- **YOUR TASK**: Take every line from the records below that includes the word "TokenCodec".

- **Data extracted from a collection**:
════

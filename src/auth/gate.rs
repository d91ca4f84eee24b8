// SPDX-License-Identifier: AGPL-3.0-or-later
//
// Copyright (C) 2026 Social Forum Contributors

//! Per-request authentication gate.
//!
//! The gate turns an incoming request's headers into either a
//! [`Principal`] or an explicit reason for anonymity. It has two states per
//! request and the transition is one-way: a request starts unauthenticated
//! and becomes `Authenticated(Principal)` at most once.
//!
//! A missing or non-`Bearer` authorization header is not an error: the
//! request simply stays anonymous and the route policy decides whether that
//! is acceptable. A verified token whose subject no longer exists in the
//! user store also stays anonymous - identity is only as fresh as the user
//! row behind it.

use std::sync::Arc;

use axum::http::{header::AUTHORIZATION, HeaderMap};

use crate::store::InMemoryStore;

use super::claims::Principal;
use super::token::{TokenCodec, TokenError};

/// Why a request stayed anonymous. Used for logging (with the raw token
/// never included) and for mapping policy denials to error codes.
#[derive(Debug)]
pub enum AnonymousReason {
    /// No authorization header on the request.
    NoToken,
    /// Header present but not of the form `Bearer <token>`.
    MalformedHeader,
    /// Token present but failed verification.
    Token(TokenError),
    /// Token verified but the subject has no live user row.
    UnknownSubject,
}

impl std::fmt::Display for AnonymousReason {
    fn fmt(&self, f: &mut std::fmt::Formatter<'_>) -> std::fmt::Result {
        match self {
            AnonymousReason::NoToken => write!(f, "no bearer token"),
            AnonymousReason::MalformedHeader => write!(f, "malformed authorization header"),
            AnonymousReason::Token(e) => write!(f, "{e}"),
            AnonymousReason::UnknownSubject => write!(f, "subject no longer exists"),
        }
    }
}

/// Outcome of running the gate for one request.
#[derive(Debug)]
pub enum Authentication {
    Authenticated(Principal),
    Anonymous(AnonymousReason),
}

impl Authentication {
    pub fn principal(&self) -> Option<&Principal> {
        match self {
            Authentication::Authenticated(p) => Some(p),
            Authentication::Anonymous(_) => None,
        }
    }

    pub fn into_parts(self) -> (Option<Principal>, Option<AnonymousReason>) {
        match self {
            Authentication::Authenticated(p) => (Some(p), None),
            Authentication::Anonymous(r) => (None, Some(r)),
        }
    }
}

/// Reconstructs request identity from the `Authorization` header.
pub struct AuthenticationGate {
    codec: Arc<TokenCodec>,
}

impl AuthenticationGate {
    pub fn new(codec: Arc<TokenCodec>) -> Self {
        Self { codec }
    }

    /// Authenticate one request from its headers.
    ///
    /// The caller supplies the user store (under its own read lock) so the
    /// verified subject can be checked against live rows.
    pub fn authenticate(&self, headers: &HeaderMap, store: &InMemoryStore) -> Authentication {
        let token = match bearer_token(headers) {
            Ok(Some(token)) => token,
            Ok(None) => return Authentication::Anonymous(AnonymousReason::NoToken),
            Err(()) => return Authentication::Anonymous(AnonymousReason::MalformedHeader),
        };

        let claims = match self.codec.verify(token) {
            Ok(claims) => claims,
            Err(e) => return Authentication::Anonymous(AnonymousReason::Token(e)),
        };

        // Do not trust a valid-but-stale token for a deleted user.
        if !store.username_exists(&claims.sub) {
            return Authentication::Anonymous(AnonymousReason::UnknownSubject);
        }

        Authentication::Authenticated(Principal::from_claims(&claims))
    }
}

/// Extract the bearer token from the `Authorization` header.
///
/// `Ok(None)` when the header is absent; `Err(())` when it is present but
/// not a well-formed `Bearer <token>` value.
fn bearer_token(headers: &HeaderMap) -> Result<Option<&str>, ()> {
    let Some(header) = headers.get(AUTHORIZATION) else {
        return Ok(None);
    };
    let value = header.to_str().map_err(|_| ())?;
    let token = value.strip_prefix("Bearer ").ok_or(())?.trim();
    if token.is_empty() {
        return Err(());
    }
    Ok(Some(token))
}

════

- **YOUR RESPONSE**:
use super::token::{TokenCodec, TokenError};
    codec: Arc<TokenCodec>,
    pub fn new(codec: Arc<TokenCodec>) -> Self {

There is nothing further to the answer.